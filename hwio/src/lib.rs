//! Board I/O layer
//!
//! Thin, board-agnostic traits over the handful of pins the run loop
//! touches, plus the two pure drivers built on them: the boot-time hardware
//! trigger latch and the status indicator (LED) driver. Pin-level register
//! programming lives in the board support code behind these traits.

#![no_std]

pub mod indicator;
pub mod trigger;

pub use indicator::{IndicatorPin, Indicators};
pub use trigger::{latch_trigger, PinLevel, TriggerProbe};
____________
What this task involves
Transcribe the full listing, word for word.

Solution to this problem
filename hwio/src/lib.rs
//! Board I/O layer
//!
//! Thin, board-agnostic traits over the handful of pins the run loop
//! touches, plus the two pure drivers built on them: the boot-time hardware
//! trigger latch and the status indicator (LED) driver. Pin-level register
//! programming lives in the board support code behind these traits.

#![no_std]

pub mod indicator;
pub mod trigger;

pub use indicator::{IndicatorPin, Indicators};
pub use trigger::{latch_trigger, PinLevel, TriggerProbe};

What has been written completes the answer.